“Levels of concern about Omicron tend to be lower than with previous variants,” Simon Williams, a researcher in public attitudes and behaviors towards Covid-19 at Swansea University, told CNN. For many, “the ‘fear factor of Covid’ is lower,” he said.
But some within the scientific community are cautiously optimistic that Omicron could be the pandemic’s last act — providing huge swathes of the world with “a layer of immunity,” and moving us closer to an endemic stage when Covid-19 is comparable to seasonal illnesses like the cold or flu.
“My own view is that it’s becoming endemic, and it will continue to stay endemic for some time — as has happened with other coronaviruses,” said David Heymann, professor of infectious disease epidemiology at the London School of Hygiene and Tropical Medicine.
“All viruses try to become endemic, and to me this one looks like it’s succeeding,” he said.
Covid-19 has evolved with great unpredictability, and the variant that superseded Delta could have been more sinister, experts say; but the world ultimately got a dominant strain that is sweeping through populations with ease, without causing the same degree of hospitalizations, severe illnesses and deaths that previous variants have done.
Experts caution that there may be setbacks along the way — just as Omicron’s make-up was unexpected, the next variant could present a more serious public health risk and delay the end of the pandemic.
And many countries, particularly where vaccination coverage is low, could still face overwhelmed hospitals due to the current Omicron wave.
But a political urgency is appearing in much of the West to return societies to a sense of normality — with the transmissibility of Omicron forcing leaders to choose between rolling back public health measures or seeing their workforces and economies risk grinding to a standstill.
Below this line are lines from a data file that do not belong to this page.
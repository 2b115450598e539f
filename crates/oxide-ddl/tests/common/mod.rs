#![allow(dead_code)]

use oxide_ddl::{parse, Dialect, GeneratorError, ParseError, SchemaDocument};

pub const DIALECTS: [Dialect; 3] = [Dialect::Postgres, Dialect::MySql, Dialect::Sqlite];

pub fn document(source: &str) -> SchemaDocument {
    parse(source).unwrap_or_else(|e| panic!("Failed to parse:\n{source}\nError: {e}"))
}

pub fn parse_err(source: &str) -> ParseError {
    parse(source).expect_err(&format!("Expected parse error for:\n{source}"))
}

pub fn apply(dialect: Dialect, source: &str) -> Vec<String> {
    dialect
        .generator()
        .generate_apply(&document(source))
        .unwrap_or_else(|e| panic!("Failed to generate {dialect} for:\n{source}\nError: {e}"))
}

pub fn revert(dialect: Dialect, source: &str) -> Vec<String> {
    dialect
        .generator()
        .generate_revert(&document(source))
        .unwrap_or_else(|e| panic!("Failed to generate {dialect} for:\n{source}\nError: {e}"))
}

pub fn generate_err(dialect: Dialect, source: &str) -> GeneratorError {
    dialect
        .generator()
        .generate_apply(&document(source))
        .expect_err(&format!("Expected {dialect} generation error for:\n{source}"))
}
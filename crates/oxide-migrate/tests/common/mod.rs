#![allow(dead_code)]

use std::path::PathBuf;
use std::sync::{Arc, Mutex};
use std::time::Duration;

use async_trait::async_trait;
use chrono::{TimeZone, Utc};
use oxide_migrate::prelude::*;
use tempfile::TempDir;

/// What the adapter was asked to do.
#[derive(Debug, Clone, PartialEq, Eq)]
pub enum Event {
    Connect,
    Disconnect,
    Execute(Vec<String>),
    Failed(Vec<String>),
}

/// An in-memory adapter that records every call.
#[derive(Debug, Clone, Default)]
pub struct RecordingAdapter {
    events: Arc<Mutex<Vec<Event>>>,
    fail_on: Option<String>,
    unreachable: bool,
}

impl RecordingAdapter {
    pub fn new() -> Self {
        Self::default()
    }

    /// Fails any transaction with a statement containing `pattern`.
    pub fn failing_on(pattern: &str) -> Self {
        Self {
            fail_on: Some(pattern.to_string()),
            ..Self::default()
        }
    }

    /// Fails to connect.
    pub fn unreachable() -> Self {
        Self {
            unreachable: true,
            ..Self::default()
        }
    }

    pub fn events(&self) -> Vec<Event> {
        self.events.lock().unwrap().clone()
    }

    /// Statements of successful transactions, flattened.
    pub fn executed(&self) -> Vec<String> {
        self.events()
            .into_iter()
            .filter_map(|e| match e {
                Event::Execute(statements) => Some(statements),
                _ => None,
            })
            .flatten()
            .collect()
    }

    fn push(&self, event: Event) {
        self.events.lock().unwrap().push(event);
    }
}

#[async_trait]
impl DatabaseAdapter for RecordingAdapter {
    async fn connect(&mut self) -> Result<()> {
        if self.unreachable {
            return Err(MigrateError::Connection("connection refused".to_string()));
        }
        self.push(Event::Connect);
        Ok(())
    }

    async fn disconnect(&mut self) -> Result<()> {
        self.push(Event::Disconnect);
        Ok(())
    }

    async fn execute_transaction(&mut self, statements: &[String]) -> Result<()> {
        let fails = self
            .fail_on
            .as_deref()
            .is_some_and(|pattern| statements.iter().any(|s| s.contains(pattern)));
        if fails {
            self.push(Event::Failed(statements.to_vec()));
            return Err(MigrateError::Connection("syntax error".to_string()));
        }
        self.push(Event::Execute(statements.to_vec()));
        Ok(())
    }
}

pub fn fixed_clock() -> Arc<FixedClock> {
    Arc::new(FixedClock::new(
        Utc.with_ymd_and_hms(2024, 3, 1, 12, 0, 0).unwrap(),
    ))
}

pub fn quick_lock_policy() -> LockPolicy {
    LockPolicy {
        timeout: Duration::from_secs(5),
        retry_interval: Duration::from_millis(5),
        stale_after: Duration::from_secs(300),
    }
}

/// A migrations directory with a runner over it.
pub struct Fixture {
    pub dir: TempDir,
    pub config: RunnerConfig,
    pub adapter: RecordingAdapter,
    pub runner: MigrationRunner<RecordingAdapter>,
}

impl Fixture {
    pub fn new() -> Self {
        Self::with_adapter(RecordingAdapter::new())
    }

    pub fn with_adapter(adapter: RecordingAdapter) -> Self {
        let dir = tempfile::tempdir().unwrap();
        let migrations = dir.path().join("migrations");
        std::fs::create_dir_all(&migrations).unwrap();

        let config = RunnerConfig::new(migrations, Dialect::Sqlite).lock_policy(quick_lock_policy());
        let runner = MigrationRunner::from_config(&config, adapter.clone(), fixed_clock());
        Self {
            dir,
            config,
            adapter,
            runner,
        }
    }

    pub fn path(&self, filename: &str) -> PathBuf {
        self.config.migrations_dir.join(filename)
    }

    pub fn write(&self, filename: &str, content: &str) {
        std::fs::write(self.path(filename), content).unwrap();
    }

    pub fn remove(&self, filename: &str) {
        std::fs::remove_file(self.path(filename)).unwrap();
    }

    pub async fn ledger_state(&self) -> LedgerState {
        self.runner.ledger().load().await.unwrap()
    }
}
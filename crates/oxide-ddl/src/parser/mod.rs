//! Schema DSL parser.
//!
//! A hand-written recursive descent parser with one token of lookahead.

mod error;
mod parser;

pub use error::ParseError;
pub use parser::{parse, Parser};
//! Time source for ledger timestamps and migration filenames.

use chrono::{DateTime, Utc};

/// Supplies the current time.
pub trait Clock: Send + Sync {
    /// Returns the current time.
    fn now(&self) -> DateTime<Utc>;
}

/// The system wall clock.
#[derive(Debug, Clone, Copy, Default)]
pub struct SystemClock;

impl Clock for SystemClock {
    fn now(&self) -> DateTime<Utc> {
        Utc::now()
    }
}

/// A clock frozen at one instant. Used in tests.
#[derive(Debug, Clone, Copy)]
pub struct FixedClock(DateTime<Utc>);

impl FixedClock {
    /// Creates a clock that always returns `at`.
    #[must_use]
    pub const fn new(at: DateTime<Utc>) -> Self {
        Self(at)
    }
}

impl Clock for FixedClock {
    fn now(&self) -> DateTime<Utc> {
        self.0
    }
}

#[cfg(test)]
mod tests {
    use super::*;
    use chrono::TimeZone;

    #[test]
    fn test_fixed_clock() {
        let at = Utc.with_ymd_and_hms(2024, 3, 1, 12, 30, 0).unwrap();
        let clock = FixedClock::new(at);
        assert_eq!(clock.now(), at);
        assert_eq!(clock.now(), at);
    }
}
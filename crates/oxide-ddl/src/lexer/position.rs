//! Source location tracking for tokens.

use std::fmt;

/// A 1-based line/column location in the source text.
#[derive(Debug, Clone, Copy, PartialEq, Eq, PartialOrd, Ord, Hash)]
pub struct Position {
    /// Line number, starting at 1.
    pub line: usize,
    /// Column number in characters, starting at 1.
    pub column: usize,
}

impl Position {
    /// Creates a new position.
    #[must_use]
    pub const fn new(line: usize, column: usize) -> Self {
        Self { line, column }
    }
}

impl Default for Position {
    fn default() -> Self {
        Self::new(1, 1)
    }
}

impl fmt::Display for Position {
    fn fmt(&self, f: &mut fmt::Formatter<'_>) -> fmt::Result {
        write!(f, "{}:{}", self.line, self.column)
    }
}

#[cfg(test)]
mod tests {
    use super::*;

    #[test]
    fn test_position_default_is_origin() {
        assert_eq!(Position::default(), Position::new(1, 1));
    }

    #[test]
    fn test_position_ordering() {
        assert!(Position::new(1, 9) < Position::new(2, 1));
        assert!(Position::new(3, 2) > Position::new(3, 1));
    }

    #[test]
    fn test_position_display() {
        assert_eq!(Position::new(4, 12).to_string(), "4:12");
    }
}
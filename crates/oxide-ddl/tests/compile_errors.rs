//! Errors reported while parsing and generating schema files.

mod common;

use common::{generate_err, parse_err, DIALECTS};

#[test]
fn duplicate_default_is_a_parse_error() {
    let err = parse_err("model Post {\n  status Text @default('a') @default('b')\n}");
    assert_eq!(err.line, 2);
    assert!(err.message.contains("Duplicate decorator '@default'"));
}

#[test]
fn unknown_type_reports_position() {
    let err = parse_err("model Post {\n  price Money\n}");
    assert_eq!((err.line, err.column), (2, 9));
    assert!(err.message.contains("Unknown type 'Money'"));
}

#[test]
fn unknown_decorator_reports_column() {
    let err = parse_err("model Post { id Int @primary }");
    assert!(err.message.contains("Unknown decorator '@primary'"));
}

#[test]
fn unmatched_brace_points_at_opening_brace() {
    let err = parse_err("model Post {\n  id Int\n");
    assert_eq!((err.line, err.column), (1, 12));
}

#[test]
fn stray_token_at_top_level() {
    let err = parse_err("table Post { id Int }");
    assert!(err
        .to_string()
        .starts_with("Unexpected token: expected 'model' or a raw SQL line"));
}

#[test]
fn duplicate_model() {
    let err = parse_err("model A { id Int }\nmodel A { id Int }");
    assert_eq!(err.line, 2);
    assert!(err.message.contains("Duplicate model 'A'"));
}

#[test]
fn pk_with_argument_fails_generation() {
    for dialect in DIALECTS {
        let err = generate_err(dialect, "model User { id Serial @pk('x') }");
        assert_eq!(err.model, "User");
        assert_eq!(err.column.as_deref(), Some("id"));
        assert!(err.message.contains("@pk takes no arguments"));
    }
}

#[test]
fn on_delete_without_ref_fails_generation() {
    for dialect in DIALECTS {
        let err = generate_err(dialect, "model Post { author Int @onDelete(cascade) }");
        assert_eq!(err.to_string(), "Post.author: @onDelete requires @ref on the same column");
    }
}

#[test]
fn invalid_on_delete_action() {
    let err = generate_err(
        DIALECTS[0],
        "model Post { author Int @ref(User.id) @onDelete(explode) }",
    );
    assert!(err.message.contains("invalid @onDelete action 'explode'"));
}

#[test]
fn ref_without_dot() {
    let err = generate_err(DIALECTS[2], "model Post { author Int @ref(User) }");
    assert!(err.message.contains("@ref expects 'Table.column'"));
}

#[test]
fn default_arity() {
    let err = generate_err(DIALECTS[1], "model Post { n Int @default(1, 2) }");
    assert!(err.message.contains("@default takes exactly one argument, got 2"));
}

#[test]
fn mysql_identifier_limit() {
    let name = "t".repeat(65);
    let err = generate_err(DIALECTS[1], &format!("model {name} {{ id Int }}"));
    assert_eq!(err.column, None);
    assert!(err.message.contains("the limit is 64"));
}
And for the first time since the spread of Covid-19 stunned the world in early 2020, some epidemiologists and leaders are willing to entertain the prospect that the virus might be making steps toward endemic status.
‘The rules of the game have changed’
The question that scientists and wider society will grapple with throughout 2022 is when Covid-19 will leave its current stage and enter endemicity.
A disease that is endemic has a constant presence in a population but does not affect an alarmingly large number of people or disrupt society, as typically seen in a pandemic.
Experts don’t expect Covid to fully disappear in any of our lifetimes. Instead, it will eventually reach a period similar to several other illnesses, where “most people will be infected as children, possibly multiple times, and as those infections accumulate, they build up an immunity,” according to Mark Woolhouse, professor of infectious disease epidemiology at the University of Edinburgh and the author of a book about the early stages of the pandemic.